In a call with reporters on Monday, Shalanda Young, the White House budget director, said the administration had left out the specifics to help the continuing congressional negotiations on the package.
“I understand their political calculus, but it makes their budget not a very useful document for understanding their priorities,” Mr. Goldwein said.
Such vagueness is not utterly without precedent, but the scope of the omissions this year is unusual.
During the Obama administration’s first year in office, as it was developing the health care proposal that would become the Affordable Care Act, it also skipped including key policy details from its budget tables. Similarly, the Trump administration’s first budget offered scant specifics about its ambitions for overhauling the tax code, a priority that came to fruition later that year.
But both of those omissions occurred in the administrations’ early months, before White House policy officials or congressional negotiators had time to develop the finer points. Mr. Biden’s domestic policy agenda, in contrast, has been the subject of extensive white papers, policy speeches and legislative text — including a bill that passed the House in November.
The tax overhaul and Obamacare were major projects for those administrations, but they did not represent the range of their domestic ambitions in quite the way that Build Back Better does for the Biden White House.
The Biden administration’s plan, drawn up as a single piece of legislation that could pass through a special process without requiring Republican votes, included a range of tax, social welfare and climate policy ideas, rolling in much of Mr. Biden’s presidential campaign agenda. Depending on the details, the proposal is likely to increase both spending and revenues by $1 trillion or more over a decade.
And while the Trump budget office declined to specify tax details in 2017, it did commit to including substantial cuts to Medicaid and the Affordable Care Act as part of its plan to “repeal and replace” the health law.
Ironically, the Biden administration’s budget does include proposals, like an increase to the corporate tax rate, that lawmakers have already trimmed from the legislation in their recent negotiations.
Last year’s budget featured more of Mr. Biden’s domestic policy plan, detailing programs to combat climate change and expand child care, for example, that did become a part of the Build Back Better proposal.

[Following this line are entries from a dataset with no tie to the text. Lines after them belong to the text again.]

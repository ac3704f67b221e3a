use std::fs;
use std::path::{Path, PathBuf};

use serde_json::json;
use tempfile::TempDir;

use super::*;
use crate::config::{CompileOptions, RuntimeOptions};

fn make_engine() -> Engine {
    Engine::new(
        &CompileOptions::default(),
        &RuntimeOptions::default(),
        Path::new("/"),
    )
}

fn write(dir: &Path, rel: &str, content: &str) -> PathBuf {
    let path = dir.join(rel);
    fs::create_dir_all(path.parent().unwrap()).unwrap();
    fs::write(&path, content).unwrap();
    path
}

#[test]
fn test_partial_name() {
    assert_eq!(partial_name(Path::new("header.hbs")), "header");
    assert_eq!(partial_name(Path::new("nav/item.hbs")), "nav/item");
    assert_eq!(partial_name(Path::new("card.en.hbs")), "card.en");
}

#[test]
fn test_same_name_in_one_root_is_error() {
    let temp = TempDir::new().unwrap();
    let hbs = write(temp.path(), "card.hbs", "from hbs");
    let html = write(temp.path(), "card.html", "from html");

    let err = discover(temp.path(), &[]).unwrap_err();
    match err {
        PartialError::NameCollision { name, first, second } => {
            assert_eq!(name, "card");
            assert_eq!(first, hbs);
            assert_eq!(second, html);
        }
        other => panic!("unexpected error: {other}"),
    }
}

#[test]
fn test_name_collision_registers_nothing() {
    let temp = TempDir::new().unwrap();
    write(temp.path(), "a.hbs", "a");
    write(temp.path(), "nav/item.hbs", "hbs");
    write(temp.path(), "nav/item.handlebars", "handlebars");

    let mut engine = make_engine();
    let mut set = PartialSet::new();
    let err = register_partials(
        &PartialDirs::One(temp.path().to_path_buf()),
        &[],
        &mut engine,
        &mut set,
    )
    .unwrap_err();
    assert!(matches!(err, PartialError::NameCollision { ref name, .. } if name == "nav/item"));
    assert!(set.is_empty());
    assert!(!engine.has_partial("a"));
}

#[test]
fn test_hidden_entries_discovered() {
    let temp = TempDir::new().unwrap();
    write(temp.path(), "a.hbs", "a");
    write(temp.path(), ".shared/footer.hbs", "footer");
    write(temp.path(), ".hidden.hbs", "hidden");

    let names: Vec<_> = discover(temp.path(), &[])
        .unwrap()
        .into_iter()
        .map(|f| f.name)
        .collect();
    assert_eq!(names, vec![".hidden", ".shared/footer", "a"]);
}

#[test]
fn test_discover_sorted_and_filtered() {
    let temp = TempDir::new().unwrap();
    write(temp.path(), "b.hbs", "b");
    write(temp.path(), "a.html", "a");
    write(temp.path(), "nav/item.handlebars", "item");
    write(temp.path(), "notes.txt", "skip");

    let names: Vec<_> = discover(temp.path(), &[])
        .unwrap()
        .into_iter()
        .map(|f| f.name)
        .collect();
    assert_eq!(names, vec!["a", "b", "nav/item"]);
}

#[test]
fn test_discover_custom_extensions() {
    let temp = TempDir::new().unwrap();
    write(temp.path(), "a.hbs", "a");
    write(temp.path(), "b.mustache", "b");

    let files = discover(temp.path(), &["mustache".to_string()]).unwrap();
    assert_eq!(files.len(), 1);
    assert_eq!(files[0].name, "b");
}

#[test]
fn test_missing_directory_is_error() {
    let temp = TempDir::new().unwrap();
    let missing = temp.path().join("nope");

    let err = discover(&missing, &[]).unwrap_err();
    assert!(matches!(err, PartialError::NotADirectory(p) if p == missing));
}

#[test]
fn test_file_as_directory_is_error() {
    let temp = TempDir::new().unwrap();
    let file = write(temp.path(), "partials", "not a dir");

    let mut engine = make_engine();
    let mut set = PartialSet::new();
    let err = register_partials(&PartialDirs::One(file), &[], &mut engine, &mut set).unwrap_err();
    assert!(matches!(err, PartialError::NotADirectory(_)));
    assert!(set.is_empty());
}

#[test]
fn test_register_records_identities() {
    let temp = TempDir::new().unwrap();
    let a = write(temp.path(), "a.hbs", "A");
    let b = write(temp.path(), "nav/b.hbs", "B");

    let mut engine = make_engine();
    let mut set = PartialSet::new();
    let count = register_partials(
        &PartialDirs::One(temp.path().to_path_buf()),
        &[],
        &mut engine,
        &mut set,
    )
    .unwrap();

    assert_eq!(count, 2);
    assert!(set.contains_file(&a));
    assert!(set.contains_file(&b));
    assert!(engine.has_partial("a"));
    assert!(engine.has_partial("nav/b"));
}

#[test]
fn test_new_partial_picked_up_on_next_registration() {
    let temp = TempDir::new().unwrap();
    write(temp.path(), "a.hbs", "A");
    let dirs = PartialDirs::One(temp.path().to_path_buf());

    let mut engine = make_engine();
    let mut set = PartialSet::new();
    register_partials(&dirs, &[], &mut engine, &mut set).unwrap();
    assert_eq!(set.len(), 1);

    let c = write(temp.path(), "c.hbs", "C");
    register_partials(&dirs, &[], &mut engine, &mut set).unwrap();
    assert_eq!(set.len(), 2);
    assert!(set.contains_file(&c));
}

#[test]
fn test_reregistration_overwrites() {
    let temp = TempDir::new().unwrap();
    let path = write(temp.path(), "title.hbs", "v1");
    let dirs = PartialDirs::One(temp.path().to_path_buf());

    let mut engine = make_engine();
    let mut set = PartialSet::new();
    register_partials(&dirs, &[], &mut engine, &mut set).unwrap();

    fs::write(&path, "v2").unwrap();
    register_partials(&dirs, &[], &mut engine, &mut set).unwrap();

    assert_eq!(set.len(), 1);
    assert_eq!(engine.render_page("{{> title}}", &json!({})).unwrap(), "v2");
}

#[test]
fn test_removed_partial_stays_in_set() {
    let temp = TempDir::new().unwrap();
    let path = write(temp.path(), "gone.hbs", "x");
    let dirs = PartialDirs::One(temp.path().to_path_buf());

    let mut engine = make_engine();
    let mut set = PartialSet::new();
    register_partials(&dirs, &[], &mut engine, &mut set).unwrap();
    let canonical = normalize_path(&path);

    fs::remove_file(&path).unwrap();
    register_partials(&dirs, &[], &mut engine, &mut set).unwrap();
    assert!(set.contains(&canonical));
}

#[test]
fn test_later_root_wins() {
    let first = TempDir::new().unwrap();
    let second = TempDir::new().unwrap();
    write(first.path(), "nav.hbs", "first");
    write(second.path(), "nav.hbs", "second");
    let dirs = PartialDirs::Many(vec![first.path().to_path_buf(), second.path().to_path_buf()]);

    let mut engine = make_engine();
    let mut set = PartialSet::new();
    register_partials(&dirs, &[], &mut engine, &mut set).unwrap();

    assert_eq!(set.len(), 2);
    assert_eq!(engine.render_page("{{> nav}}", &json!({})).unwrap(), "second");
}

#[test]
fn test_partial_syntax_error() {
    let temp = TempDir::new().unwrap();
    write(temp.path(), "broken.hbs", "{{#if x}}oops{{/each}}");

    let mut engine = make_engine();
    let mut set = PartialSet::new();
    let err = register_partials(
        &PartialDirs::One(temp.path().to_path_buf()),
        &[],
        &mut engine,
        &mut set,
    )
    .unwrap_err();
    assert!(matches!(err, PartialError::Syntax { ref name, .. } if name == "broken"));
}

#[test]
fn test_empty_dirs_register_nothing() {
    let mut engine = make_engine();
    let mut set = PartialSet::new();
    let count = register_partials(&PartialDirs::default(), &[], &mut engine, &mut set).unwrap();
    assert_eq!(count, 0);
}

This year, the agenda was briefly described in broad terms in the budget’s introductory text. But its role in the document’s detailed breakdowns was limited to footnotes in the summary tables and a line item with no corresponding dollar amount. That budget line allows for unlimited spending and unlimited revenue related to the legislation, so long as it does not increase the federal deficit.
The approach gives the White House maneuvering room to negotiate over the details of the package. The legislation was unable to advance in the Senate last year, and any final version will involve painful negotiations among lawmakers. White House officials may not have wanted to signal that they still endorse the whole package when they know it cannot pass — and they may not have wanted to pick and choose among programs without congressional input.
The result is a document that excludes any such choices or numbers.
“We used to say on the Hill that the president’s budget with the good thick appendix would make a good doorstopper,” said G. William Hoagland, a senior vice president at the Bipartisan Policy Center, who was once a top Republican budget staff member in the Senate. Still, he said, he has always considered the president’s budget important for establishing aspirations.
In this case, the budgetary aspiration may be to keep legislative negotiating alive.